This is the source code I have:
section .data
msg: db "pppaaa"
len: equ $
section .text
global main
main:
mov edx,len
mov ecx,msg
mov ebx,1
mov eax,4
int 0x80
And when I debug this code I will see:
(gdb) info register ecx
ecx 0x804a010 134520848
(gdb) x 0x804a010
0x804a010 <msg>: 0x61707070
(gdb) x 0x804a014
0x804a014: 0x00006161
"70" here represents the character 'p' and "61" the character 'a' obviously.

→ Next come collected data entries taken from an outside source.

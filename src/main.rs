use anyhow::{Context, Result};
use clap::Parser;
use img_shrink::cli::Args;
use img_shrink::logger::{set_quiet_mode, set_verbose_mode};
use img_shrink::utils::print_summary;
use img_shrink::{batch_compress_images, ShrinkConfig};

fn main() -> Result<()> {
    let args = Args::parse();
    set_quiet_mode(args.quiet);
    set_verbose_mode(args.verbose);

    let config = ShrinkConfig::from_args(&args).context("Invalid arguments")?;
    let summary = batch_compress_images(&config)
        .with_context(|| format!("Failed to process {:?}", config.input_dir))?;

    print_summary(&summary);
    Ok(())
}
//! Latency histogram for the benchmark harness
//!
//! Thin wrapper around HdrHistogram tracking per-draw latencies from
//! 1 ns to 1 hour at 3 significant digits. Recording and percentile
//! queries are O(1); one histogram costs about 2 KB.

use hdrhistogram::Histogram;
use std::time::Duration;

const MAX_LATENCY_NS: u64 = 3_600_000_000_000;

/// Per-draw latency histogram
#[derive(Debug)]
pub struct LatencyHistogram {
    histogram: Histogram<u64>,
}

impl LatencyHistogram {
    pub fn new() -> Self {
        // Bounds are compile-time constants and always valid.
        let histogram = Histogram::new_with_bounds(1, MAX_LATENCY_NS, 3)
            .expect("histogram bounds are valid");
        Self { histogram }
    }

    /// Record one latency sample, clamped to the tracked range
    #[inline]
    pub fn record(&mut self, latency: Duration) {
        let nanos = (latency.as_nanos() as u64).clamp(1, MAX_LATENCY_NS);
        let _ = self.histogram.record(nanos);
    }

    /// Latency at the given percentile (0.0 - 100.0), if any samples exist
    pub fn percentile(&self, percentile: f64) -> Option<Duration> {
        if self.histogram.is_empty() {
            return None;
        }
        Some(Duration::from_nanos(
            self.histogram.value_at_percentile(percentile),
        ))
    }

    /// Mean recorded latency, if any samples exist
    pub fn mean(&self) -> Option<Duration> {
        if self.histogram.is_empty() {
            return None;
        }
        Some(Duration::from_nanos(self.histogram.mean() as u64))
    }

    /// Maximum recorded latency, if any samples exist
    pub fn max(&self) -> Option<Duration> {
        if self.histogram.is_empty() {
            return None;
        }
        Some(Duration::from_nanos(self.histogram.max()))
    }

    /// Number of recorded samples
    pub fn len(&self) -> u64 {
        self.histogram.len()
    }

    pub fn is_empty(&self) -> bool {
        self.histogram.is_empty()
    }
}

impl Default for LatencyHistogram {
    fn default() -> Self {
        Self::new()
    }
}

#[cfg(test)]
mod tests {
    use super::*;

    #[test]
    fn test_empty_histogram() {
        let hist = LatencyHistogram::new();
        assert!(hist.is_empty());
        assert_eq!(hist.len(), 0);
        assert!(hist.percentile(50.0).is_none());
        assert!(hist.mean().is_none());
        assert!(hist.max().is_none());
    }

    #[test]
    fn test_record_and_query() {
        let mut hist = LatencyHistogram::new();
        hist.record(Duration::from_micros(100));
        hist.record(Duration::from_micros(200));
        hist.record(Duration::from_micros(300));

        assert_eq!(hist.len(), 3);
        let p50 = hist.percentile(50.0).unwrap();
        assert!(p50 >= Duration::from_micros(100) && p50 <= Duration::from_micros(300));
        assert!(hist.max().unwrap() >= Duration::from_micros(299));
    }

    #[test]
    fn test_out_of_range_clamped() {
        let mut hist = LatencyHistogram::new();
        hist.record(Duration::from_nanos(0));
        hist.record(Duration::from_secs(100_000));
        assert_eq!(hist.len(), 2);
    }
}
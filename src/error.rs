//! Error types for the cache
//!
//! Both error categories are unrecoverable at the point of detection:
//! configuration misuse is rejected at construction, and lifecycle misuse
//! (touching a producer that has begun shutdown) aborts the operation.
//! There is no retry or soft-failure path anywhere in the crate.

use thiserror::Error;

/// Errors surfaced by [`RngCache`](crate::RngCache) and its producers
#[derive(Debug, Error)]
pub enum CacheError {
    /// The configured producer count was zero. An empty pool would make
    /// round-robin selection undefined, so it is rejected up front.
    #[error("producer count must be at least 1")]
    ZeroProducers,

    /// The configured chunk capacity was zero.
    #[error("chunk capacity must be at least 1")]
    ZeroChunkCapacity,

    /// A chunk hand-off was attempted against a producer that has begun
    /// shutdown. This is only reachable through lifecycle misuse and never
    /// occurs through the public facade under correct usage.
    #[error("illegal access of closed producer")]
    Closed,

    /// The OS refused to spawn a producer thread.
    #[error("failed to spawn producer thread")]
    Spawn(#[source] std::io::Error),
}

/// Result type used throughout rngcache
pub type Result<T> = std::result::Result<T, CacheError>;

#[cfg(test)]
mod tests {
    use super::*;

    #[test]
    fn test_error_messages() {
        assert_eq!(
            CacheError::ZeroProducers.to_string(),
            "producer count must be at least 1"
        );
        assert_eq!(
            CacheError::Closed.to_string(),
            "illegal access of closed producer"
        );
    }
}
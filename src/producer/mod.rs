//! Background producer threads
//!
//! Each [`Producer`] owns one dedicated OS thread that perpetually refills
//! a private [`Chunk`] from its own engine and distribution copy. The chunk
//! is handed to the consumer facade through [`Producer::swap_chunk`], an
//! atomic exchange under the producer's monitor, so at any instant the
//! chunk has exactly one owner: the fill thread or the facade.
//!
//! # State machine
//!
//! A producer's chunk cycles `Filling → Full (waiting for swap) →
//! Emptying (owned by the facade) → Filling → …`. The terminal state,
//! shutdown, is reachable from either wait point once the flag is set;
//! the flag is only checked at wait points, so a fill already in progress
//! always runs to completion first.
//!
//! # Thread safety
//!
//! The monitor's mutex serializes exactly two parties: this producer's
//! fill thread and the single consumer facade. One condition variable
//! serves both waiters; they can never wait simultaneously (the facade
//! waits only while the chunk is not full, the fill thread only while it
//! is not empty), so `notify_one` always wakes the right peer.

use crate::chunk::Chunk;
use crate::error::{CacheError, Result};
use rand::distributions::Distribution;
use rand::{RngCore, SeedableRng};
use std::mem;
use std::sync::{Arc, Condvar, Mutex, MutexGuard, PoisonError};
use std::thread::{self, JoinHandle};

/// State guarded by the producer's monitor
struct Shared<T> {
    chunk: Chunk<T>,
    shutdown: bool,
}

/// Mutex + condition pair mediating chunk hand-off
struct Monitor<T> {
    state: Mutex<Shared<T>>,
    cond: Condvar,
}

impl<T> Monitor<T> {
    /// Lock the monitor, recovering the guard if the peer thread panicked
    fn lock(&self) -> MutexGuard<'_, Shared<T>> {
        self.state.lock().unwrap_or_else(PoisonError::into_inner)
    }
}

/// One background fill thread plus the chunk it keeps topped up
///
/// Dropping a producer signals shutdown, wakes the fill thread at
/// whichever wait point it is blocked on, and joins it unconditionally.
/// No detached threads survive the producer.
pub struct Producer<T> {
    monitor: Arc<Monitor<T>>,
    handle: Option<JoinHandle<()>>,
}

impl<T: Copy + Send + 'static> Producer<T> {
    /// Spawn a producer with its own distribution copy and sub-seed
    ///
    /// The fill thread starts immediately: the private chunk begins empty,
    /// so the first fill happens before any hand-off is requested.
    pub fn spawn<D, E>(distribution: D, seed: u64, capacity: usize) -> Result<Self>
    where
        D: Distribution<T> + Send + 'static,
        E: RngCore + SeedableRng + Send + 'static,
    {
        let monitor = Arc::new(Monitor {
            state: Mutex::new(Shared {
                chunk: Chunk::new(capacity),
                shutdown: false,
            }),
            cond: Condvar::new(),
        });

        let fill_monitor = Arc::clone(&monitor);
        let handle = thread::Builder::new()
            .name("rngcache-producer".to_string())
            .spawn(move || {
                let mut engine = E::seed_from_u64(seed);
                run_fill_loop(&fill_monitor, &distribution, &mut engine);
            })
            .map_err(CacheError::Spawn)?;

        Ok(Self {
            monitor,
            handle: Some(handle),
        })
    }

    /// Exchange the caller's exhausted chunk for this producer's full one
    ///
    /// Blocks until the private chunk is full, then swaps it with
    /// `active` and wakes the fill thread to refill the exhausted one.
    /// If shutdown is observed instead of fullness the hand-off fails
    /// with [`CacheError::Closed`]; under correct facade usage this is
    /// unreachable.
    pub fn swap_chunk(&self, active: &mut Chunk<T>) -> Result<()> {
        {
            let mut state = self.monitor.lock();
            while !state.shutdown && !state.chunk.is_full() {
                state = self
                    .monitor
                    .cond
                    .wait(state)
                    .unwrap_or_else(PoisonError::into_inner);
            }
            if state.shutdown {
                return Err(CacheError::Closed);
            }
            mem::swap(&mut state.chunk, active);
        }
        self.monitor.cond.notify_one();
        Ok(())
    }
}

impl<T> Drop for Producer<T> {
    fn drop(&mut self) {
        {
            let mut state = self.monitor.lock();
            state.shutdown = true;
        }
        self.monitor.cond.notify_one();
        if let Some(handle) = self.handle.take() {
            // The thread observes the flag at its next wait point; a join
            // error only occurs if the fill thread panicked.
            let _ = handle.join();
        }
    }
}

/// Perpetual fill loop run by the producer's thread
///
/// Waits until the chunk is empty (handed back by the facade) or shutdown
/// is requested, refills one value at a time from the distribution, then
/// notifies the monitor and loops.
fn run_fill_loop<T, D, E>(monitor: &Monitor<T>, distribution: &D, engine: &mut E)
where
    T: Copy,
    D: Distribution<T>,
    E: RngCore,
{
    loop {
        {
            let mut state = monitor.lock();
            while !state.shutdown && !state.chunk.is_empty() {
                state = monitor
                    .cond
                    .wait(state)
                    .unwrap_or_else(PoisonError::into_inner);
            }
            if state.shutdown {
                return;
            }
            state.chunk.refill(|| distribution.sample(&mut *engine));
        }
        monitor.cond.notify_one();
    }
}

#[cfg(test)]
mod tests {
    use super::*;
    use rand_xoshiro::Xoshiro256PlusPlus;

    /// Pass-through distribution: emits the engine's raw 64-bit output,
    /// making producer streams directly comparable to an engine replay.
    #[derive(Clone)]
    struct RawDraw;

    impl Distribution<u64> for RawDraw {
        fn sample<R: rand::Rng + ?Sized>(&self, rng: &mut R) -> u64 {
            rng.next_u64()
        }
    }

    fn replay(seed: u64, count: usize) -> Vec<u64> {
        let mut engine = Xoshiro256PlusPlus::seed_from_u64(seed);
        (0..count).map(|_| engine.next_u64()).collect()
    }

    #[test]
    fn test_swap_yields_full_chunk() {
        let producer =
            Producer::spawn::<RawDraw, Xoshiro256PlusPlus>(RawDraw, 99, 32).unwrap();
        let mut active: Chunk<u64> = Chunk::new(32);
        producer.swap_chunk(&mut active).unwrap();
        assert!(active.is_full());
    }

    #[test]
    fn test_chunk_matches_engine_replay() {
        let seed = 1234;
        let capacity = 16;
        let producer =
            Producer::spawn::<RawDraw, Xoshiro256PlusPlus>(RawDraw, seed, capacity).unwrap();

        let mut active: Chunk<u64> = Chunk::new(capacity);
        let expected = replay(seed, capacity * 3);

        // Three consecutive hand-offs must continue the same engine stream
        // with no skipped or repeated draws.
        let mut produced = Vec::new();
        for _ in 0..3 {
            producer.swap_chunk(&mut active).unwrap();
            while !active.is_empty() {
                produced.push(active.next());
            }
        }
        assert_eq!(produced, expected);
    }

    #[test]
    fn test_drop_while_waiting_to_hand_off() {
        // The fill thread finishes its chunk and blocks waiting for a swap;
        // dropping must wake and join it rather than hang.
        let producer =
            Producer::spawn::<RawDraw, Xoshiro256PlusPlus>(RawDraw, 5, 64).unwrap();
        std::thread::sleep(std::time::Duration::from_millis(20));
        drop(producer);
    }

    #[test]
    fn test_drop_immediately_after_spawn() {
        let producer =
            Producer::spawn::<RawDraw, Xoshiro256PlusPlus>(RawDraw, 5, 1 << 16).unwrap();
        drop(producer);
    }
}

What I am confused about is, why is the data in location 0x804a010 is 0x61707070 (appp) and moving 4 bytes forward at 0x804a014 the data is --aa ?
I would expect to see (pppa) for the first location and (aa--) for the second location. Why is this the case?
GDB doesn't know that you have a bunch of chars. You are just asking it to look at a memory location and it is displaying what is there, defaulting to a 4-byte integer. It assumes the integer is stored least significant byte first, because that is how it is done on Intel, so you get your bytes reversed.
To fix this, use a format specifier with your x command, like this:
x/10c 0x804a010
(will print 10 chars beginning at 0x804a010).
help x in GDB will give more information.